Police had been searching for him since mid-January, when his family reported him missing.
According to local newspaper Helsingborgs Dagblad (HD), the body was in such a bad state that it took a week to identify it.
HD also claimed that police investigators had travelled to Norway to question several people regarding the 31-year-old’s disappearance.
According to reports, those questioned are from the Skåne region and had been detained in Bergen, Norway on suspicion of smuggling large amounts of amphetamine and narcotic pills.
The drug smugglers were stopped by Norwegian police on October 31st. They were travelling in three cars. In one car police found spare tyres containing nearly five kilos of amphetamine and a large amount of pills.

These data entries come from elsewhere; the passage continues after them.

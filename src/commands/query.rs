//! Latest-view resolver: collapses version chains into one row per
//! name, then serves point lookups, listings, search and tag views.
//!
//! ## Pick-latest-then-sort
//!
//! Every listing runs two phases in a fixed order:
//! 1. among active rows, group by `name` and keep only the
//!    highest-version row per group;
//! 2. sort that one-row-per-name set by `updated_at` descending.
//!
//! Sorting first and collapsing second would be wrong: when an older
//! name was edited more recently than a newer one, the collapse could
//! keep a stale version. The order here is load-bearing.
//!
//! All reads are wrapped by the cache port with per-operation TTLs;
//! a miss falls through to the store and repopulates the cache.

use crate::cache::{keys, SnippetCache};
use crate::config::SnipConfig;
use crate::error::Result;
use crate::model::{SnippetMeta, SnippetRow};
use crate::pagination::{paginate, Page};
use crate::store::SnippetStore;
use std::collections::HashMap;

/// The latest active row of a chain, straight from the store.
fn latest_active_row<S: SnippetStore>(
    store: &S,
    owner_id: i64,
    name: &str,
) -> Result<Option<SnippetRow>> {
    let rows = store.snippet_versions(owner_id, name)?;
    Ok(rows
        .into_iter()
        .filter(|r| r.is_active)
        .max_by_key(|r| r.version))
}

/// Collapses active rows into the highest-version row per name.
fn latest_per_name(rows: Vec<SnippetRow>) -> Vec<SnippetRow> {
    let mut by_name: HashMap<String, SnippetRow> = HashMap::new();
    for row in rows {
        match by_name.get(&row.name) {
            Some(kept) if kept.version >= row.version => {}
            _ => {
                by_name.insert(row.name.clone(), row);
            }
        }
    }
    by_name.into_values().collect()
}

fn sort_most_recent_first(rows: &mut [SnippetRow]) {
    // Name as tiebreaker keeps repeated reads identical when two rows
    // share a timestamp.
    rows.sort_by(|a, b| b.updated_at.cmp(&a.updated_at).then_with(|| a.name.cmp(&b.name)));
}

/// Latest version of a single snippet, cached.
pub fn latest<S: SnippetStore, C: SnippetCache>(
    store: &S,
    cache: &C,
    config: &SnipConfig,
    owner_id: i64,
    name: &str,
) -> Result<Option<SnippetRow>> {
    let key = keys::latest(owner_id, name);
    if let Some(hit) = super::cache_read::<Option<SnippetRow>, _>(cache, &key) {
        return Ok(hit);
    }

    let row = latest_active_row(store, owner_id, name)?;
    super::cache_write(cache, &key, &row, config.latest_cache_ttl());
    Ok(row)
}

/// Most recently updated snippets, one row per name, cached.
pub fn list<S: SnippetStore, C: SnippetCache>(
    store: &S,
    cache: &C,
    config: &SnipConfig,
    owner_id: i64,
    limit: usize,
) -> Result<Vec<SnippetRow>> {
    let key = keys::list(owner_id, limit);
    if let Some(hit) = super::cache_read::<Vec<SnippetRow>, _>(cache, &key) {
        return Ok(hit);
    }

    let mut rows = latest_per_name(store.active_snippets(owner_id)?);
    sort_most_recent_first(&mut rows);
    rows.truncate(limit);

    super::cache_write(cache, &key, &rows, config.list_cache_ttl());
    Ok(rows)
}

/// Case-insensitive substring search over name, content and
/// description, optionally narrowed by language and tags. Cached.
pub fn search<S: SnippetStore, C: SnippetCache>(
    store: &S,
    cache: &C,
    config: &SnipConfig,
    owner_id: i64,
    query: &str,
    language: Option<&str>,
    tags: &[String],
    limit: usize,
) -> Result<Vec<SnippetRow>> {
    let key = keys::search(owner_id, query, language, tags, limit);
    if let Some(hit) = super::cache_read::<Vec<SnippetRow>, _>(cache, &key) {
        return Ok(hit);
    }

    let needle = query.to_lowercase();
    let matching: Vec<SnippetRow> = store
        .active_snippets(owner_id)?
        .into_iter()
        .filter(|row| {
            let text_match = needle.is_empty()
                || row.name.to_lowercase().contains(&needle)
                || row.content.to_lowercase().contains(&needle)
                || row
                    .description
                    .as_deref()
                    .is_some_and(|d| d.to_lowercase().contains(&needle));
            let language_match = language.is_none_or(|l| row.language.eq_ignore_ascii_case(l));
            let tags_match = tags.iter().all(|t| row.tags.contains(t));
            text_match && language_match && tags_match
        })
        .collect();

    let mut rows = latest_per_name(matching);
    sort_most_recent_first(&mut rows);
    rows.truncate(limit);

    super::cache_write(cache, &key, &rows, config.search_cache_ttl());
    Ok(rows)
}

/// One page of snippets carrying the given tag, as metadata-only
/// projections, with the exact total. Cached per page.
pub fn by_tag<S: SnippetStore, C: SnippetCache>(
    store: &S,
    cache: &C,
    config: &SnipConfig,
    owner_id: i64,
    tag: &str,
    page: usize,
    per_page: usize,
) -> Result<Page<SnippetMeta>> {
    let key = keys::by_tag(owner_id, tag, page, per_page);
    if let Some(hit) = super::cache_read::<Page<SnippetMeta>, _>(cache, &key) {
        return Ok(hit);
    }

    let tagged: Vec<SnippetRow> = store
        .active_snippets(owner_id)?
        .into_iter()
        .filter(|row| row.tags.iter().any(|t| t == tag))
        .collect();

    let mut rows = latest_per_name(tagged);
    sort_most_recent_first(&mut rows);
    let metas: Vec<SnippetMeta> = rows.iter().map(SnippetMeta::from).collect();
    let result = paginate(metas, page, per_page);

    super::cache_write(cache, &key, &result, config.tag_cache_ttl());
    Ok(result)
}

#[cfg(test)]
mod tests {
    use super::*;
    use crate::cache::memory::MemoryCache;
    use crate::cache::null::NullCache;
    use crate::commands::save;
    use crate::store::memory::MemoryStore;
    use chrono::{Duration, Utc};

    fn fixture() -> (MemoryStore, NullCache, SnipConfig) {
        (MemoryStore::new(), NullCache::new(), SnipConfig::default())
    }

    fn save_snippet(store: &MemoryStore, owner: i64, name: &str, tags: &[&str]) -> SnippetRow {
        let tags: Vec<String> = tags.iter().map(|s| s.to_string()).collect();
        save::run(
            store,
            &NullCache::new(),
            &SnipConfig::default(),
            owner,
            name,
            "print(1)",
            "python",
            &tags,
        )
        .unwrap()
    }

    #[test]
    fn test_latest_returns_highest_version() {
        let (store, cache, config) = fixture();
        save_snippet(&store, 1, "a.py", &[]);
        save_snippet(&store, 1, "a.py", &[]);
        save_snippet(&store, 1, "a.py", &[]);

        let row = latest(&store, &cache, &config, 1, "a.py").unwrap().unwrap();
        assert_eq!(row.version, 3);
    }

    #[test]
    fn test_latest_absent_for_unknown_name() {
        let (store, cache, config) = fixture();
        assert!(latest(&store, &cache, &config, 1, "nope.py")
            .unwrap()
            .is_none());
    }

    #[test]
    fn test_latest_ignores_deleted_rows() {
        let (store, cache, config) = fixture();
        let row = save_snippet(&store, 1, "a.py", &[]);

        let mut deleted = row.clone();
        let now = Utc::now();
        deleted.mark_deleted(now, now + Duration::days(7));
        store.update_snippet(&deleted).unwrap();

        assert!(latest(&store, &cache, &config, 1, "a.py").unwrap().is_none());
    }

    #[test]
    fn test_list_collapses_to_one_row_per_name() {
        let (store, cache, config) = fixture();
        save_snippet(&store, 1, "a.py", &[]);
        save_snippet(&store, 1, "a.py", &[]);
        save_snippet(&store, 1, "b.py", &[]);

        let rows = list(&store, &cache, &config, 1, 10).unwrap();
        assert_eq!(rows.len(), 2);
    }

    #[test]
    fn test_list_picks_latest_before_sorting() {
        let (store, cache, config) = fixture();

        // "old.py" has two versions; its v1 carries a fresher
        // updated_at than v2 (stale timestamp copy). The collapse must
        // still keep v2.
        let v1 = save_snippet(&store, 1, "old.py", &[]);
        save_snippet(&store, 1, "old.py", &[]);

        let mut stale_copy = v1.clone();
        stale_copy.updated_at = Utc::now() + Duration::hours(1);
        store.update_snippet(&stale_copy).unwrap();

        let rows = list(&store, &cache, &config, 1, 10).unwrap();
        assert_eq!(rows.len(), 1);
        assert_eq!(rows[0].version, 2);
    }

    #[test]
    fn test_list_orders_by_update_recency() {
        let (store, cache, config) = fixture();
        let a = save_snippet(&store, 1, "a.py", &[]);
        let b = save_snippet(&store, 1, "b.py", &[]);

        // Push a's timestamp ahead of b's.
        let mut fresher = a.clone();
        fresher.updated_at = b.updated_at + Duration::hours(1);
        store.update_snippet(&fresher).unwrap();

        let rows = list(&store, &cache, &config, 1, 10).unwrap();
        assert_eq!(rows[0].name, "a.py");
        assert_eq!(rows[1].name, "b.py");
    }

    #[test]
    fn test_list_respects_limit() {
        let (store, cache, config) = fixture();
        for i in 0..5 {
            save_snippet(&store, 1, &format!("f{}.py", i), &[]);
        }
        let rows = list(&store, &cache, &config, 1, 3).unwrap();
        assert_eq!(rows.len(), 3);
    }

    #[test]
    fn test_list_is_owner_scoped() {
        let (store, cache, config) = fixture();
        save_snippet(&store, 1, "a.py", &[]);
        save_snippet(&store, 2, "b.py", &[]);

        let rows = list(&store, &cache, &config, 1, 10).unwrap();
        assert_eq!(rows.len(), 1);
        assert_eq!(rows[0].name, "a.py");
    }

    #[test]
    fn test_search_matches_name_content_description() {
        let (store, cache, config) = fixture();
        let row = save_snippet(&store, 1, "sorter.py", &[]);
        let mut described = row.clone();
        described.description = Some("Quicksort helper".into());
        store.update_snippet(&described).unwrap();

        let by_name = search(&store, &cache, &config, 1, "SORTER", None, &[], 10).unwrap();
        assert_eq!(by_name.len(), 1);

        let by_content = search(&store, &cache, &config, 1, "print", None, &[], 10).unwrap();
        assert_eq!(by_content.len(), 1);

        let by_description =
            search(&store, &cache, &config, 1, "quicksort", None, &[], 10).unwrap();
        assert_eq!(by_description.len(), 1);
    }

    #[test]
    fn test_search_filters_by_language() {
        let (store, cache, config) = fixture();
        save_snippet(&store, 1, "a.py", &[]);

        let hit = search(&store, &cache, &config, 1, "", Some("Python"), &[], 10).unwrap();
        assert_eq!(hit.len(), 1);

        let miss = search(&store, &cache, &config, 1, "", Some("rust"), &[], 10).unwrap();
        assert!(miss.is_empty());
    }

    #[test]
    fn test_by_tag_filters_and_projects() {
        let (store, cache, config) = fixture();
        save_snippet(&store, 1, "a.py", &["k"]);
        save_snippet(&store, 1, "b.py", &[]);

        let page = by_tag(&store, &cache, &config, 1, "k", 1, 10).unwrap();
        assert_eq!(page.total, 1);
        assert_eq!(page.items[0].name, "a.py");
    }

    #[test]
    fn test_reads_populate_and_reuse_the_cache() {
        let store = MemoryStore::new();
        let cache = MemoryCache::new();
        let config = SnipConfig::default();
        save_snippet(&store, 1, "a.py", &[]);

        let first = list(&store, &cache, &config, 1, 10).unwrap();
        assert!(!cache.is_empty());

        // A write that bypasses invalidation is not visible until the
        // entry expires: the cached view is served as-is.
        save_snippet(&store, 1, "b.py", &[]);
        let second = list(&store, &cache, &config, 1, 10).unwrap();
        assert_eq!(first.len(), second.len());
    }
}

Another man from Landskrona was arrested in mid-February and handed over to Norway.
Soon after the murdered 31-year-old’s disappearance Swedish police received a tip that he for some reason had become a scapegoat for the botched drug smuggling, reported HD.
But the head of the investigation, Kenth Pehrsson, did not want to comment on the case and refused either to confirm or refute whether hearings were held in Norway in conjunction with the investigation into the 31-year-old’s disappearance.
However, Pehrsson did confirm that details of the Norwegian drug bust were cited in the investigation.
“No one has been suspected of any crime,” said Pehrsson.